_Work task_.
The records below must be retyped exactly.

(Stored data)
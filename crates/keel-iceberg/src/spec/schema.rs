// Licensed under the Apache License, Version 2.0 (the "License");
// you may not use this file except in compliance with the License.
// You may obtain a copy of the License at
//
//     http://www.apache.org/licenses/LICENSE-2.0
//
// Unless required by applicable law or agreed to in writing, software
// distributed under the License is distributed on an "AS IS" BASIS,
// WITHOUT WARRANTIES OR CONDITIONS OF ANY KIND, either express or implied.
// See the License for the specific language governing permissions and
// limitations under the License.

use std::collections::HashMap;
use std::fmt::{Display, Formatter};
use std::sync::Arc;

use serde::{Deserialize, Serialize};

use crate::error::{SchemaError, SchemaResult};
use crate::spec::types::{NestedField, NestedFieldRef, Type};

/// Type alias for schema id.
pub type SchemaId = i32;
/// Default schema id.
pub const DEFAULT_SCHEMA_ID: SchemaId = 0;

/// The column layout of a table.
///
/// Lookups by name only consider top-level fields, while lookups by id
/// also reach fields nested in structs, lists and maps.
#[derive(Debug, Clone, Serialize, Deserialize)]
#[serde(try_from = "SchemaData", into = "SchemaData")]
pub struct Schema {
    schema_id: SchemaId,
    fields: Vec<NestedFieldRef>,
    highest_field_id: i32,
    id_to_field: HashMap<i32, NestedFieldRef>,
    name_to_id: HashMap<String, i32>,
    lowercase_name_to_id: HashMap<String, i32>,
}

impl PartialEq for Schema {
    fn eq(&self, other: &Self) -> bool {
        self.schema_id == other.schema_id && self.fields == other.fields
    }
}

impl Eq for Schema {}

#[derive(Serialize, Deserialize)]
struct SchemaData {
    #[serde(rename = "type")]
    schema_type: monostate::MustBe!("struct"),
    #[serde(rename = "schema-id", default)]
    schema_id: SchemaId,
    fields: Vec<NestedFieldRef>,
}

impl TryFrom<SchemaData> for Schema {
    type Error = SchemaError;

    fn try_from(data: SchemaData) -> Result<Self, Self::Error> {
        Schema::builder()
            .with_schema_id(data.schema_id)
            .with_fields(data.fields)
            .build()
    }
}

impl From<Schema> for SchemaData {
    fn from(schema: Schema) -> Self {
        SchemaData {
            schema_type: Default::default(),
            schema_id: schema.schema_id,
            fields: schema.fields,
        }
    }
}

/// Schema builder.
#[derive(Debug)]
pub struct SchemaBuilder {
    schema_id: SchemaId,
    fields: Vec<NestedFieldRef>,
}

impl SchemaBuilder {
    /// Add fields to schema builder.
    pub fn with_fields(mut self, fields: impl IntoIterator<Item = NestedFieldRef>) -> Self {
        self.fields.extend(fields);
        self
    }

    /// Add a single field to schema builder.
    pub fn with_field(mut self, field: NestedField) -> Self {
        self.fields.push(Arc::new(field));
        self
    }

    /// Set schema id.
    pub fn with_schema_id(mut self, schema_id: SchemaId) -> Self {
        self.schema_id = schema_id;
        self
    }

    /// Builds the schema.
    ///
    /// Field ids must be positive and unique across the whole schema,
    /// and top-level field names must be unique.
    pub fn build(self) -> SchemaResult<Schema> {
        let mut id_to_field = HashMap::new();
        Self::index_fields_recursive(&self.fields, &mut id_to_field)?;

        let mut name_to_id = HashMap::new();
        let mut lowercase_name_to_id = HashMap::new();
        for field in &self.fields {
            if name_to_id.insert(field.name.clone(), field.id).is_some() {
                return Err(SchemaError::invalid_field(format!(
                    "duplicate field name: {}",
                    field.name
                )));
            }
            // The first field wins when names only differ in case.
            lowercase_name_to_id
                .entry(field.name.to_lowercase())
                .or_insert(field.id);
        }

        let highest_field_id = id_to_field.keys().max().copied().unwrap_or(0);

        Ok(Schema {
            schema_id: self.schema_id,
            fields: self.fields,
            highest_field_id,
            id_to_field,
            name_to_id,
            lowercase_name_to_id,
        })
    }

    fn index_fields_recursive(
        fields: &[NestedFieldRef],
        id_to_field: &mut HashMap<i32, NestedFieldRef>,
    ) -> SchemaResult<()> {
        for field in fields {
            Self::index_field(field, id_to_field)?;
            match field.field_type.as_ref() {
                Type::Struct(struct_type) => {
                    Self::index_fields_recursive(struct_type.fields(), id_to_field)?;
                }
                Type::List(list_type) => {
                    Self::index_fields_recursive(
                        std::slice::from_ref(&list_type.element_field),
                        id_to_field,
                    )?;
                }
                Type::Map(map_type) => {
                    Self::index_fields_recursive(
                        &[map_type.key_field.clone(), map_type.value_field.clone()],
                        id_to_field,
                    )?;
                }
                Type::Primitive(_) => {}
            }
        }
        Ok(())
    }

    fn index_field(
        field: &NestedFieldRef,
        id_to_field: &mut HashMap<i32, NestedFieldRef>,
    ) -> SchemaResult<()> {
        if field.id <= 0 {
            return Err(SchemaError::invalid_field(format!(
                "field id must be positive: {field}"
            )));
        }
        if id_to_field.insert(field.id, field.clone()).is_some() {
            return Err(SchemaError::invalid_field(format!(
                "duplicate field id: {}",
                field.id
            )));
        }
        Ok(())
    }
}

impl Schema {
    /// Create a schema builder.
    pub fn builder() -> SchemaBuilder {
        SchemaBuilder {
            schema_id: DEFAULT_SCHEMA_ID,
            fields: vec![],
        }
    }

    /// Get field by field id.
    pub fn field_by_id(&self, field_id: i32) -> Option<&NestedFieldRef> {
        self.id_to_field.get(&field_id)
    }

    /// Get top-level field by its exact name.
    pub fn field_by_name(&self, field_name: &str) -> Option<&NestedFieldRef> {
        self.name_to_id
            .get(field_name)
            .and_then(|id| self.field_by_id(*id))
    }

    /// Get top-level field by name, ignoring case.
    ///
    /// An exact match is preferred over a match that only differs in case.
    pub fn field_by_name_case_insensitive(&self, field_name: &str) -> Option<&NestedFieldRef> {
        self.field_by_name(field_name).or_else(|| {
            self.lowercase_name_to_id
                .get(&field_name.to_lowercase())
                .and_then(|id| self.field_by_id(*id))
        })
    }

    /// Get the type of a field by field id.
    pub fn field_type_by_id(&self, field_id: i32) -> Option<&Type> {
        self.field_by_id(field_id).map(|f| f.field_type.as_ref())
    }

    #[inline]
    pub fn highest_field_id(&self) -> i32 {
        self.highest_field_id
    }

    #[inline]
    pub fn schema_id(&self) -> SchemaId {
        self.schema_id
    }

    /// Get the top-level fields in the schema.
    pub fn fields(&self) -> &[NestedFieldRef] {
        &self.fields
    }
}

impl Display for Schema {
    fn fmt(&self, f: &mut Formatter<'_>) -> std::fmt::Result {
        writeln!(f, "table {{")?;
        for field in &self.fields {
            writeln!(f, "  {}", field)?;
        }
        writeln!(f, "}}")
    }
}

_Your solution_.
filename crates/keel-iceberg/src/spec/schema.rs
// Licensed under the Apache License, Version 2.0 (the "License");
// you may not use this file except in compliance with the License.
// You may obtain a copy of the License at
//
//     http://www.apache.org/licenses/LICENSE-2.0
//
// Unless required by applicable law or agreed to in writing, software
// distributed under the License is distributed on an "AS IS" BASIS,
// WITHOUT WARRANTIES OR CONDITIONS OF ANY KIND, either express or implied.
// See the License for the specific language governing permissions and
// limitations under the License.

use std::collections::HashMap;
use std::fmt::{Display, Formatter};
use std::sync::Arc;

use serde::{Deserialize, Serialize};

use crate::error::{SchemaError, SchemaResult};
use crate::spec::types::{NestedField, NestedFieldRef, Type};

/// Type alias for schema id.
pub type SchemaId = i32;
/// Default schema id.
pub const DEFAULT_SCHEMA_ID: SchemaId = 0;

/// The column layout of a table.
///
/// Lookups by name only consider top-level fields, while lookups by id
/// also reach fields nested in structs, lists and maps.
#[derive(Debug, Clone, Serialize, Deserialize)]
#[serde(try_from = "SchemaData", into = "SchemaData")]
pub struct Schema {
    schema_id: SchemaId,
    fields: Vec<NestedFieldRef>,
    highest_field_id: i32,
    id_to_field: HashMap<i32, NestedFieldRef>,
    name_to_id: HashMap<String, i32>,
    lowercase_name_to_id: HashMap<String, i32>,
}

impl PartialEq for Schema {
    fn eq(&self, other: &Self) -> bool {
        self.schema_id == other.schema_id && self.fields == other.fields
    }
}

impl Eq for Schema {}

#[derive(Serialize, Deserialize)]
struct SchemaData {
    #[serde(rename = "type")]
    schema_type: monostate::MustBe!("struct"),
    #[serde(rename = "schema-id", default)]
    schema_id: SchemaId,
    fields: Vec<NestedFieldRef>,
}

impl TryFrom<SchemaData> for Schema {
    type Error = SchemaError;

    fn try_from(data: SchemaData) -> Result<Self, Self::Error> {
        Schema::builder()
            .with_schema_id(data.schema_id)
            .with_fields(data.fields)
            .build()
    }
}

impl From<Schema> for SchemaData {
    fn from(schema: Schema) -> Self {
        SchemaData {
            schema_type: Default::default(),
            schema_id: schema.schema_id,
            fields: schema.fields,
        }
    }
}

/// Schema builder.
#[derive(Debug)]
pub struct SchemaBuilder {
    schema_id: SchemaId,
    fields: Vec<NestedFieldRef>,
}

impl SchemaBuilder {
    /// Add fields to schema builder.
    pub fn with_fields(mut self, fields: impl IntoIterator<Item = NestedFieldRef>) -> Self {
        self.fields.extend(fields);
        self
    }

    /// Add a single field to schema builder.
    pub fn with_field(mut self, field: NestedField) -> Self {
        self.fields.push(Arc::new(field));
        self
    }

    /// Set schema id.
    pub fn with_schema_id(mut self, schema_id: SchemaId) -> Self {
        self.schema_id = schema_id;
        self
    }

    /// Builds the schema.
    ///
    /// Field ids must be positive and unique across the whole schema,
    /// and top-level field names must be unique.
    pub fn build(self) -> SchemaResult<Schema> {
        let mut id_to_field = HashMap::new();
        Self::index_fields_recursive(&self.fields, &mut id_to_field)?;

        let mut name_to_id = HashMap::new();
        let mut lowercase_name_to_id = HashMap::new();
        for field in &self.fields {
            if name_to_id.insert(field.name.clone(), field.id).is_some() {
                return Err(SchemaError::invalid_field(format!(
                    "duplicate field name: {}",
                    field.name
                )));
            }
            // The first field wins when names only differ in case.
            lowercase_name_to_id
                .entry(field.name.to_lowercase())
                .or_insert(field.id);
        }

        let highest_field_id = id_to_field.keys().max().copied().unwrap_or(0);

        Ok(Schema {
            schema_id: self.schema_id,
            fields: self.fields,
            highest_field_id,
            id_to_field,
            name_to_id,
            lowercase_name_to_id,
        })
    }

    fn index_fields_recursive(
        fields: &[NestedFieldRef],
        id_to_field: &mut HashMap<i32, NestedFieldRef>,
    ) -> SchemaResult<()> {
        for field in fields {
            Self::index_field(field, id_to_field)?;
            match field.field_type.as_ref() {
                Type::Struct(struct_type) => {
                    Self::index_fields_recursive(struct_type.fields(), id_to_field)?;
                }
                Type::List(list_type) => {
                    Self::index_fields_recursive(
                        std::slice::from_ref(&list_type.element_field),
                        id_to_field,
                    )?;
                }
                Type::Map(map_type) => {
                    Self::index_fields_recursive(
                        &[map_type.key_field.clone(), map_type.value_field.clone()],
                        id_to_field,
                    )?;
                }
                Type::Primitive(_) => {}
            }
        }
        Ok(())
    }

    fn index_field(
        field: &NestedFieldRef,
        id_to_field: &mut HashMap<i32, NestedFieldRef>,
    ) -> SchemaResult<()> {
        if field.id <= 0 {
            return Err(SchemaError::invalid_field(format!(
                "field id must be positive: {field}"
            )));
        }
        if id_to_field.insert(field.id, field.clone()).is_some() {
            return Err(SchemaError::invalid_field(format!(
                "duplicate field id: {}",
                field.id
            )));
        }
        Ok(())
    }
}

impl Schema {
    /// Create a schema builder.
    pub fn builder() -> SchemaBuilder {
        SchemaBuilder {
            schema_id: DEFAULT_SCHEMA_ID,
            fields: vec![],
        }
    }

    /// Get field by field id.
    pub fn field_by_id(&self, field_id: i32) -> Option<&NestedFieldRef> {
        self.id_to_field.get(&field_id)
    }

    /// Get top-level field by its exact name.
    pub fn field_by_name(&self, field_name: &str) -> Option<&NestedFieldRef> {
        self.name_to_id
            .get(field_name)
            .and_then(|id| self.field_by_id(*id))
    }

    /// Get top-level field by name, ignoring case.
    ///
    /// An exact match is preferred over a match that only differs in case.
    pub fn field_by_name_case_insensitive(&self, field_name: &str) -> Option<&NestedFieldRef> {
        self.field_by_name(field_name).or_else(|| {
            self.lowercase_name_to_id
                .get(&field_name.to_lowercase())
                .and_then(|id| self.field_by_id(*id))
        })
    }

    /// Get the type of a field by field id.
    pub fn field_type_by_id(&self, field_id: i32) -> Option<&Type> {
        self.field_by_id(field_id).map(|f| f.field_type.as_ref())
    }

    #[inline]
    pub fn highest_field_id(&self) -> i32 {
        self.highest_field_id
    }

    #[inline]
    pub fn schema_id(&self) -> SchemaId {
        self.schema_id
    }

    /// Get the top-level fields in the schema.
    pub fn fields(&self) -> &[NestedFieldRef] {
        &self.fields
    }
}

impl Display for Schema {
    fn fmt(&self, f: &mut Formatter<'_>) -> std::fmt::Result {
        writeln!(f, "table {{")?;
        for field in &self.fields {
            writeln!(f, "  {}", field)?;
        }
        writeln!(f, "}}")
    }
}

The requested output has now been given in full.